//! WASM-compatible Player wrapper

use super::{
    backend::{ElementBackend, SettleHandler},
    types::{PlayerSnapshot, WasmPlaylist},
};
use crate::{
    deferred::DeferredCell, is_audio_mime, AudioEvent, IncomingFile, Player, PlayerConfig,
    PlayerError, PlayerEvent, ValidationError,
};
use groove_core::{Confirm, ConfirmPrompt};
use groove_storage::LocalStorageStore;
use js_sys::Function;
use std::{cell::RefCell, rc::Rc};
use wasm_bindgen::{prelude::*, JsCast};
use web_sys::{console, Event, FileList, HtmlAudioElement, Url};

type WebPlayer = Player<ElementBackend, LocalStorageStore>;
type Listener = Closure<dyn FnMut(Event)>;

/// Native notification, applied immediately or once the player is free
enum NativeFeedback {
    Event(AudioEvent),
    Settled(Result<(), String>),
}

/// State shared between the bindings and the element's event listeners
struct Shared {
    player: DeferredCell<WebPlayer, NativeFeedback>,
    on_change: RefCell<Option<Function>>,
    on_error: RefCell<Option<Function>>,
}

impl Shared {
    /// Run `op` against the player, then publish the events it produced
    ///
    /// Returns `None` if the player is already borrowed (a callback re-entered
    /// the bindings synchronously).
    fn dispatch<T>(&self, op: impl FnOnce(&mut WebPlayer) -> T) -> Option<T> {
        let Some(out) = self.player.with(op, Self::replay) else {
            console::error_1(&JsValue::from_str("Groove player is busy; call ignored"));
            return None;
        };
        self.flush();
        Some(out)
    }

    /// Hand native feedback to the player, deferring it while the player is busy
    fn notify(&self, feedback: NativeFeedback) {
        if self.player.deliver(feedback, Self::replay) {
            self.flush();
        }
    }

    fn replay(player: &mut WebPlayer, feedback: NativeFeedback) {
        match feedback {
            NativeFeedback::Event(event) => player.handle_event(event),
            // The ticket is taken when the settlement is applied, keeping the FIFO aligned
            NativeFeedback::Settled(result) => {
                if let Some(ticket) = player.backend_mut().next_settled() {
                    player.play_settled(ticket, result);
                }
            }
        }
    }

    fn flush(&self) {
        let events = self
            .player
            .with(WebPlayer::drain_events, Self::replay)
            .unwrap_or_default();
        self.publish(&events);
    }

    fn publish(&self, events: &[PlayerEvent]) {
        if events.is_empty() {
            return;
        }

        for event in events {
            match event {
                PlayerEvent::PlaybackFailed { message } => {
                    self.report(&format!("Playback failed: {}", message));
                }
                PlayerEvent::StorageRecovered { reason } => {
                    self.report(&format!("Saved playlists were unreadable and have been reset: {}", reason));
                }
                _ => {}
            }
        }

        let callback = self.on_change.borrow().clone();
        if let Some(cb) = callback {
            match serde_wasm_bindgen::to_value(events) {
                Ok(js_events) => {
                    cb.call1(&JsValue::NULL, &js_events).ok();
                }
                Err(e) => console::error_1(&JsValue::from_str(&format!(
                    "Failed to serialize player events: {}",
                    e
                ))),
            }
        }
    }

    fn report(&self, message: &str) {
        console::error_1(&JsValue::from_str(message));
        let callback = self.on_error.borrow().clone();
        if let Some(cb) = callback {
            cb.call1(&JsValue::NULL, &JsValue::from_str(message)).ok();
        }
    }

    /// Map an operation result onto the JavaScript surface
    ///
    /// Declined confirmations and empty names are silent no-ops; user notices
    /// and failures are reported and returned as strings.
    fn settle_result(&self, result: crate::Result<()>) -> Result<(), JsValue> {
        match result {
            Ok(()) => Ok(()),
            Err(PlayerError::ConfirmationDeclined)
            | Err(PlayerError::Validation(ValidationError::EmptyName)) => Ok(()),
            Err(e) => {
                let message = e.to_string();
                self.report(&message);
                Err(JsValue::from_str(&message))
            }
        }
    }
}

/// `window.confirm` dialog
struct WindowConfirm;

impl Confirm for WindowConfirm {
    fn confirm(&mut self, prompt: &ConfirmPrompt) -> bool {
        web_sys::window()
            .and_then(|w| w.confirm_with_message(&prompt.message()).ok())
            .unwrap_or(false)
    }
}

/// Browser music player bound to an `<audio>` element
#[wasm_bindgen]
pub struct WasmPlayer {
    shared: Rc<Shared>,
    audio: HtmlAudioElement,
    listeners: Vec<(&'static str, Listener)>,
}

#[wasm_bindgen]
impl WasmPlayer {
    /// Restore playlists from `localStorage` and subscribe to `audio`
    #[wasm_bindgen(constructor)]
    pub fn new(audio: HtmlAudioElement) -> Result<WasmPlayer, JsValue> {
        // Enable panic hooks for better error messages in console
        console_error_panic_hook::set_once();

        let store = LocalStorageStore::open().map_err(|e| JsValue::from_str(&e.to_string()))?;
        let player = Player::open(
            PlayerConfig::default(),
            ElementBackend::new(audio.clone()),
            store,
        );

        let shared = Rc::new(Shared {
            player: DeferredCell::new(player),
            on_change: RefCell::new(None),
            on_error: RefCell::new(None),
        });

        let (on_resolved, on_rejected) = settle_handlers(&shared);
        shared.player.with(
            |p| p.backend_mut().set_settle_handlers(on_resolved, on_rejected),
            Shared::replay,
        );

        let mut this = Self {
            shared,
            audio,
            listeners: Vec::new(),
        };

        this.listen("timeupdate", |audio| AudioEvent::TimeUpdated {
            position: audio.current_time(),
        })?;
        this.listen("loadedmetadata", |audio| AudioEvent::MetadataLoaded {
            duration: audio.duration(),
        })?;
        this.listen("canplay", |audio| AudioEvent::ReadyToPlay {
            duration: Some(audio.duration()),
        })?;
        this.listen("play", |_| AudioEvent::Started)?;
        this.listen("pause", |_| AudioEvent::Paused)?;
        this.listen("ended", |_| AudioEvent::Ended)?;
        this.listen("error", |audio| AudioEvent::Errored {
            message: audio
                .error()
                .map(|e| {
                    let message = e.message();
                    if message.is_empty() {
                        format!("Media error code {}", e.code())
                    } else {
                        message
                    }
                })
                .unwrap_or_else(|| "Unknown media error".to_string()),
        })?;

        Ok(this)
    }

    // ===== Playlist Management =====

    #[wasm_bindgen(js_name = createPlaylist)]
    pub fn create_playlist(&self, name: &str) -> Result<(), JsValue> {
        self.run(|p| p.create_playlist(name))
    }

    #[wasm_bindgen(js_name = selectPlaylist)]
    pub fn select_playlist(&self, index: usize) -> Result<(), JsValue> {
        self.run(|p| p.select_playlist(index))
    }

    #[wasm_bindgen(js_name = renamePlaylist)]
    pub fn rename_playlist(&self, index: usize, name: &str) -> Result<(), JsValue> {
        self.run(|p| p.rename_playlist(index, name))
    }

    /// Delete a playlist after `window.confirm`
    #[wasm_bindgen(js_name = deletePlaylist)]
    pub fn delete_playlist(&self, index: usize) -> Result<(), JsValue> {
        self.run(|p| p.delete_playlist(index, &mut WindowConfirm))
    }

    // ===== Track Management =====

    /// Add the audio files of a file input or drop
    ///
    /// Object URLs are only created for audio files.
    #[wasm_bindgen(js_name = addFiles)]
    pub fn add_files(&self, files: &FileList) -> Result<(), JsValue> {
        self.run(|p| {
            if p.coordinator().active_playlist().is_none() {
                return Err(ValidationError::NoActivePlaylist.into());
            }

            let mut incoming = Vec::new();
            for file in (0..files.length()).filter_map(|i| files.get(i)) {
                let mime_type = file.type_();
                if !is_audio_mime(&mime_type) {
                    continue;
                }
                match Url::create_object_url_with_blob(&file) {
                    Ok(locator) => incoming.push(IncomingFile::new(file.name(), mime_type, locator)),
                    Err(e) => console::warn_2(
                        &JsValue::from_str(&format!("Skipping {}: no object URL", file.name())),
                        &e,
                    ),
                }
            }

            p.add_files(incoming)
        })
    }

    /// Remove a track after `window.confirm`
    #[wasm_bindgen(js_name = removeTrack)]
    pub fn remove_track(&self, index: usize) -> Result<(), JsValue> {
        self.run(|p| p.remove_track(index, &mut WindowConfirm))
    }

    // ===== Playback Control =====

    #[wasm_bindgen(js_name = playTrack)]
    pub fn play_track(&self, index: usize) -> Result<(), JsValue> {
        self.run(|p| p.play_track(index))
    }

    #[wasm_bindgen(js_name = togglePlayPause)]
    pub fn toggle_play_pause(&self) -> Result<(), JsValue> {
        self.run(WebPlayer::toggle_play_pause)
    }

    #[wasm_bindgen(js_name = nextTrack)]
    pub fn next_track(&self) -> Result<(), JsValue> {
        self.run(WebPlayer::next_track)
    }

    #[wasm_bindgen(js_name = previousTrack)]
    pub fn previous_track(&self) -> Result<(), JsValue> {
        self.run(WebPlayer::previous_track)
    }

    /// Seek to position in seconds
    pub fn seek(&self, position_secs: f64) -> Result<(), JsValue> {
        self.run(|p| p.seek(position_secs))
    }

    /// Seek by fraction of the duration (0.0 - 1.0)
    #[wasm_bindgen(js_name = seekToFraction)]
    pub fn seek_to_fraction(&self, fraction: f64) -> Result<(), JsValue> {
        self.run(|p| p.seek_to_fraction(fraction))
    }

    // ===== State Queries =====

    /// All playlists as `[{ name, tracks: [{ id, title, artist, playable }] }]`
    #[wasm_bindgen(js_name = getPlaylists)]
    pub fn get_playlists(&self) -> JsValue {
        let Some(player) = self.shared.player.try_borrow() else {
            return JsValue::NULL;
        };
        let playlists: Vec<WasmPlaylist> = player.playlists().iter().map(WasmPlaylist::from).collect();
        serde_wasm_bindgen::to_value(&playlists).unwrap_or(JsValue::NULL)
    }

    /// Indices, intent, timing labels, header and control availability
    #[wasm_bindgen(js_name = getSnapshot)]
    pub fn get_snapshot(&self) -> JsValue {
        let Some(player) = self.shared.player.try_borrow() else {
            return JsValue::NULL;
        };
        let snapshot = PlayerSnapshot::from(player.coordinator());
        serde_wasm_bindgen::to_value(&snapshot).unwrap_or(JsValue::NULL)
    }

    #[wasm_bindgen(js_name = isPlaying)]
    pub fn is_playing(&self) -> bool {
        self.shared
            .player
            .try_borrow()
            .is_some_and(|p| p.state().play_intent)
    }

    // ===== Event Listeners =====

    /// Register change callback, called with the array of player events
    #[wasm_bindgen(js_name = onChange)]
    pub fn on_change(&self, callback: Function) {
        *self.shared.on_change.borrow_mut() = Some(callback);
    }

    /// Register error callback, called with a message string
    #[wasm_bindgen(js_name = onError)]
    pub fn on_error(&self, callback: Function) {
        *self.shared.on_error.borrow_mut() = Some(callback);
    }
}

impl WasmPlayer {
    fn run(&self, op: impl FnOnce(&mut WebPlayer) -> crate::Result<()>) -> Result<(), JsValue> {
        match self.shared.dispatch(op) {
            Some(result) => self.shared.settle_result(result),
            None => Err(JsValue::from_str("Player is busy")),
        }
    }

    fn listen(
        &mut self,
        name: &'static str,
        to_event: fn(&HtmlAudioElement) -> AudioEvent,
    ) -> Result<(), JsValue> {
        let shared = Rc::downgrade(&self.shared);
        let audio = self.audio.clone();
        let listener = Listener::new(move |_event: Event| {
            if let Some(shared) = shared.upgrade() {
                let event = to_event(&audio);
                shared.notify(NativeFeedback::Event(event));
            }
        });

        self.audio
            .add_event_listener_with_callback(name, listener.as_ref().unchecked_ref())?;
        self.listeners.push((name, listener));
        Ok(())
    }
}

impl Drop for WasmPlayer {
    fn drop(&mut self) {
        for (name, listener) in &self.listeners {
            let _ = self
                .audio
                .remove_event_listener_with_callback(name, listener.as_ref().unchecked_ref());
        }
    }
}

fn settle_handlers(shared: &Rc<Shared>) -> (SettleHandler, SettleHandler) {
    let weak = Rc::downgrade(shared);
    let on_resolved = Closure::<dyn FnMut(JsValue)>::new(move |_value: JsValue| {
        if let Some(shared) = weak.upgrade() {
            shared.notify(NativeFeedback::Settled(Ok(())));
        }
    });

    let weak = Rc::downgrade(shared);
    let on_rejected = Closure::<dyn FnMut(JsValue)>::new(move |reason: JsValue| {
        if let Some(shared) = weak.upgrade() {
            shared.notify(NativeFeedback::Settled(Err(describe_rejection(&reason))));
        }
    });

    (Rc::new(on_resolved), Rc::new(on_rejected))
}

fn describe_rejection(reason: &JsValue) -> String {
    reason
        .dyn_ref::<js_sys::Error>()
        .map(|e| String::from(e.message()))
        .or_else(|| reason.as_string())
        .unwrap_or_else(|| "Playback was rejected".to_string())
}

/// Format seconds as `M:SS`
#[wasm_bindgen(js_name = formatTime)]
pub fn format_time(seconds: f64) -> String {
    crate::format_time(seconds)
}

---

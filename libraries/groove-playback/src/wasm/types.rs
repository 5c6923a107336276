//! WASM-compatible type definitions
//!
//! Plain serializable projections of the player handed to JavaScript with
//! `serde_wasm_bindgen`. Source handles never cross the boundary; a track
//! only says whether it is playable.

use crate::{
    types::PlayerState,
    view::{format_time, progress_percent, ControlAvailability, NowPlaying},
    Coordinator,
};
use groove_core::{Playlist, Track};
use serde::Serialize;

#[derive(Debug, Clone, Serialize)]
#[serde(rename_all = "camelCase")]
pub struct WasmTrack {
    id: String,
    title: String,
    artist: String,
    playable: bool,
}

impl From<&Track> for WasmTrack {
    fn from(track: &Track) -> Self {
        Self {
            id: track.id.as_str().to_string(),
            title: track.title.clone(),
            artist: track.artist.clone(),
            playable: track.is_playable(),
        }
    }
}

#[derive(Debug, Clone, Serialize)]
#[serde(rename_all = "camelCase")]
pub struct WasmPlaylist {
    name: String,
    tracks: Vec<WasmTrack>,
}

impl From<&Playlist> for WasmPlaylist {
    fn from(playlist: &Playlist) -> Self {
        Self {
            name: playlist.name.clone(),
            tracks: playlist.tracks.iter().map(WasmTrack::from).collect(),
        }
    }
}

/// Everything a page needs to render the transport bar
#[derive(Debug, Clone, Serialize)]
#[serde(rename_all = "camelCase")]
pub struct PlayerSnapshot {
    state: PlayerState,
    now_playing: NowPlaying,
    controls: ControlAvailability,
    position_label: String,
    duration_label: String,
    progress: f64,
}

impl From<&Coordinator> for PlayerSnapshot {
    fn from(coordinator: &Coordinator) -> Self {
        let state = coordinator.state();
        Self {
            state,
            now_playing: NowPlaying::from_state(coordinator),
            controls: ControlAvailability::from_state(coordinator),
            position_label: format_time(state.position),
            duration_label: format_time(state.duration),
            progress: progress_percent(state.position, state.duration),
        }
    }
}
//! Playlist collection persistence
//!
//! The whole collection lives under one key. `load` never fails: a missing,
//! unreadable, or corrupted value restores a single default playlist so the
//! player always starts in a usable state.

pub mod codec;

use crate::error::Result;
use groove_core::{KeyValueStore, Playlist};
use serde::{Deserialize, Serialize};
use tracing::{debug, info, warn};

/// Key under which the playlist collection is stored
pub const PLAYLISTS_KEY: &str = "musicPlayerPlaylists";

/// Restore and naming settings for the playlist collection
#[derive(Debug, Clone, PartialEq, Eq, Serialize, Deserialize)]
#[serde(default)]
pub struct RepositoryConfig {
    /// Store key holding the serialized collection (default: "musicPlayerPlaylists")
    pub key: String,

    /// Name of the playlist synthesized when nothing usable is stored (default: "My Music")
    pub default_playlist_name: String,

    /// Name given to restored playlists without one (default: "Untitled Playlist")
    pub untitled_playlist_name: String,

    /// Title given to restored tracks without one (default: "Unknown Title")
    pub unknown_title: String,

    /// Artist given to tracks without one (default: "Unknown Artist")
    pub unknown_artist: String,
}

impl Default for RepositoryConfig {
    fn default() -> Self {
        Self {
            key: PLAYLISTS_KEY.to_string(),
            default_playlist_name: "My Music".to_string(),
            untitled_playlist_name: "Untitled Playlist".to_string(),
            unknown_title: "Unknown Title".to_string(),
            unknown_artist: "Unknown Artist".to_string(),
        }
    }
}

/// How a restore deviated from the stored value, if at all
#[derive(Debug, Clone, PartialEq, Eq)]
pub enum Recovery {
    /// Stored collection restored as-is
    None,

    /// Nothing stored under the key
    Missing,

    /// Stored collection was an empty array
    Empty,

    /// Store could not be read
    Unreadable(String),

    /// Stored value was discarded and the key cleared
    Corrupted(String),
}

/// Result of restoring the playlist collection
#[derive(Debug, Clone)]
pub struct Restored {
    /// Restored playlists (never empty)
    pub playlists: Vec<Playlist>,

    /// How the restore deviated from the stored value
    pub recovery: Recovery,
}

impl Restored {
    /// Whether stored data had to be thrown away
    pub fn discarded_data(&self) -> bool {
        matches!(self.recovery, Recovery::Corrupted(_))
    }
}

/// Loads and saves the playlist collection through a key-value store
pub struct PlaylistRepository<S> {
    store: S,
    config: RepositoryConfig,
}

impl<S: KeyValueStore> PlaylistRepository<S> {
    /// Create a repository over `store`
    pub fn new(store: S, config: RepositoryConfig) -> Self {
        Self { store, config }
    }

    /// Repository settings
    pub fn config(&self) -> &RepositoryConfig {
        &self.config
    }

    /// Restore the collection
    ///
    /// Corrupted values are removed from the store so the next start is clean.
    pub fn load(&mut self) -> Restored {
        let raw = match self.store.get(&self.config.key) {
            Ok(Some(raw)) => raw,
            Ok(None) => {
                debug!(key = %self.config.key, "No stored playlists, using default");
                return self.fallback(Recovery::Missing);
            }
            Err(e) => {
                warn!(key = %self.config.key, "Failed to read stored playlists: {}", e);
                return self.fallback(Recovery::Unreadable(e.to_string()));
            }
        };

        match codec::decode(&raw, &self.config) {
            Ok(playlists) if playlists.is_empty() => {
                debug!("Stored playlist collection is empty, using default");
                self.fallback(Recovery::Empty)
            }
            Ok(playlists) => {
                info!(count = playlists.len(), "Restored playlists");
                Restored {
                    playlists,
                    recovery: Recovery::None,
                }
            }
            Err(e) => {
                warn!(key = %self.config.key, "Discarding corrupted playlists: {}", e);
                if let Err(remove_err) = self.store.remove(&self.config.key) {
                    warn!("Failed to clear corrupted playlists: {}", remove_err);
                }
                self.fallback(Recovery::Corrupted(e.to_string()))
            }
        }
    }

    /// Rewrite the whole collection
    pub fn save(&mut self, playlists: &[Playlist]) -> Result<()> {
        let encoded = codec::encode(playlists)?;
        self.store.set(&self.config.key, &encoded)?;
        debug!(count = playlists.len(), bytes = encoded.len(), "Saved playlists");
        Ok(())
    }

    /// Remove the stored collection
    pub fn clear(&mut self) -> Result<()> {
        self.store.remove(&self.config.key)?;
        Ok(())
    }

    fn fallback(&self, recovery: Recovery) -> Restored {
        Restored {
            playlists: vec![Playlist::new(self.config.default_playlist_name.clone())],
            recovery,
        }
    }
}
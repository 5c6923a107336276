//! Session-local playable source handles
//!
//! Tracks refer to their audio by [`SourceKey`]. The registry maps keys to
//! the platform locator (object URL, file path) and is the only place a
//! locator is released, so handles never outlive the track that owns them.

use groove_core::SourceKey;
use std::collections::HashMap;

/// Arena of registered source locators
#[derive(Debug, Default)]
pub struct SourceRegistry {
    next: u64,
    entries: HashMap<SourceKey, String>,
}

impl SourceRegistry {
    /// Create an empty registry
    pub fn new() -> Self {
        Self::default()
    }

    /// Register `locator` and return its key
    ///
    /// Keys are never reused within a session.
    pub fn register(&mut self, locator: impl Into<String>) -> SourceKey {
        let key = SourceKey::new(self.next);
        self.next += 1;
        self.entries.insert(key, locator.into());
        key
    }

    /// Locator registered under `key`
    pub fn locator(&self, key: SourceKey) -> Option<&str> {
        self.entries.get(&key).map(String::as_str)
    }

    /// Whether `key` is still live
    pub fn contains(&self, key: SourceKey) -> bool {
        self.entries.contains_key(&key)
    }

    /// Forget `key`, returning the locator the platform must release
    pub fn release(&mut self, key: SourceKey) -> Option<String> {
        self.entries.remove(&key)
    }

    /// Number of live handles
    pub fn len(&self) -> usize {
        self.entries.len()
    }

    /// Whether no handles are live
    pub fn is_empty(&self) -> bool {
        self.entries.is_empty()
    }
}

--

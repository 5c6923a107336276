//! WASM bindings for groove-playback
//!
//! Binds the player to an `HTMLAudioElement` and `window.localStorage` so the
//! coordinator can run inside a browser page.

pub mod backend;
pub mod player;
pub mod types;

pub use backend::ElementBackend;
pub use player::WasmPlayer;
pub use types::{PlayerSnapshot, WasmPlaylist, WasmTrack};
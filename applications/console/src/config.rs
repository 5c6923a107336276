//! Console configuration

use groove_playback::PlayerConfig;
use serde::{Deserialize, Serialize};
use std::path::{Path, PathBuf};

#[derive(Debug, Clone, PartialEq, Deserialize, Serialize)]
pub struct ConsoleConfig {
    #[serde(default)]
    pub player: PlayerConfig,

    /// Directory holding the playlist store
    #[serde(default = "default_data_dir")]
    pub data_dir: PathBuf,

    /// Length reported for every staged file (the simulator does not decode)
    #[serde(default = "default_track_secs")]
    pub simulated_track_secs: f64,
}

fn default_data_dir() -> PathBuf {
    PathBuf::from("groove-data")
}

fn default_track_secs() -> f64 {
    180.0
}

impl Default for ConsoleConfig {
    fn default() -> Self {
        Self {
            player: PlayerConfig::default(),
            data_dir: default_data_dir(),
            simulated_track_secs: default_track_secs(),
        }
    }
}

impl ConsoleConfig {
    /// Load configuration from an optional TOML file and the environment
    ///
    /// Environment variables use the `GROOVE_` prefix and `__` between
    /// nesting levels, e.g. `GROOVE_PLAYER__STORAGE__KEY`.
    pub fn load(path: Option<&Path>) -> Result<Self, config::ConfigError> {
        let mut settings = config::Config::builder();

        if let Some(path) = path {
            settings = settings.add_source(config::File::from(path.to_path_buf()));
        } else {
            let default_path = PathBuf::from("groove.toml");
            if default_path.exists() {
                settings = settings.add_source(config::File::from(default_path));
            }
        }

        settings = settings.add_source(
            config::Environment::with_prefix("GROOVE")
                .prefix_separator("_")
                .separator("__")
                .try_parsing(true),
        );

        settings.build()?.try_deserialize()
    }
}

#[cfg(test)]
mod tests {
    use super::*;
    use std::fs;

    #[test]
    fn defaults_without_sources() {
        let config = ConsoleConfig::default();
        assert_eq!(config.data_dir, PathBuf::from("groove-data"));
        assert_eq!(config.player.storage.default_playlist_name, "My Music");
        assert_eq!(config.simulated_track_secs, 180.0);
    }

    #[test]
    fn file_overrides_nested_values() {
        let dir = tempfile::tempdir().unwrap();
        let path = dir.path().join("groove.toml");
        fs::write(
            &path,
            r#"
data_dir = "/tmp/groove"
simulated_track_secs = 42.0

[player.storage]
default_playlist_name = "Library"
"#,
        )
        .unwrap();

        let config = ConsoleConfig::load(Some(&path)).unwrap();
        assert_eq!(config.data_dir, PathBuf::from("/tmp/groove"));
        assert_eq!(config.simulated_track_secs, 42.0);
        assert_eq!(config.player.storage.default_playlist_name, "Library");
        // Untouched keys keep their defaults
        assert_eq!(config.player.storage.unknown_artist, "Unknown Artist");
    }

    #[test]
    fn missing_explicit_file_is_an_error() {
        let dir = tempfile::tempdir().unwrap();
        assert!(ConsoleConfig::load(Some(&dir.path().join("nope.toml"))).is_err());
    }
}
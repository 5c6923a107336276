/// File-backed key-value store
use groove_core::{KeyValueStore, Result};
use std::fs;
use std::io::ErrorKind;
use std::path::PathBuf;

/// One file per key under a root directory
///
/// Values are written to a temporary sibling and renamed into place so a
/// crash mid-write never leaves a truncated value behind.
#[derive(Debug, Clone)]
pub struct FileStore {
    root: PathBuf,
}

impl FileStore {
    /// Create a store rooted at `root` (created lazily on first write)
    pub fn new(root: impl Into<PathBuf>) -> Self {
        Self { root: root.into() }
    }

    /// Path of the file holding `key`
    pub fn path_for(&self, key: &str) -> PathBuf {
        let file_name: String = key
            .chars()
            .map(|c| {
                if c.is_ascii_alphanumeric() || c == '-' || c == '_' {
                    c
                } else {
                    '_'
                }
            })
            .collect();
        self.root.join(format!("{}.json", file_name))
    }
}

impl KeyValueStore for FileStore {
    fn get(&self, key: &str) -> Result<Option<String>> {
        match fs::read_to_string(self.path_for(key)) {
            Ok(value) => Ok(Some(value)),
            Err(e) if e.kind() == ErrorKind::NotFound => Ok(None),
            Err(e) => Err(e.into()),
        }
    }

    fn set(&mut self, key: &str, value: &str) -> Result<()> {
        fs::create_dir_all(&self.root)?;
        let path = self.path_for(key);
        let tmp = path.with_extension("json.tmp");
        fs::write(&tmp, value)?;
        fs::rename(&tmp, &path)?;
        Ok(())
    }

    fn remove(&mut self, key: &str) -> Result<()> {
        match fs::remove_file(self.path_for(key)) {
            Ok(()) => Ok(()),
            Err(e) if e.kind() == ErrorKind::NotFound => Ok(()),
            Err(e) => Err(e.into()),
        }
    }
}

- EXERCISE REQUIREMENTS
If a line in the material holds "bool", copy it.

- ANSWER
    fn confirm(&mut self, prompt: &ConfirmPrompt) -> bool {
    pub fn is_playing(&self) -> bool {
    playable: bool,
    pub fn discarded_data(&self) -> bool {
    pub fn contains(&self, key: SourceKey) -> bool {
    pub fn is_empty(&self) -> bool {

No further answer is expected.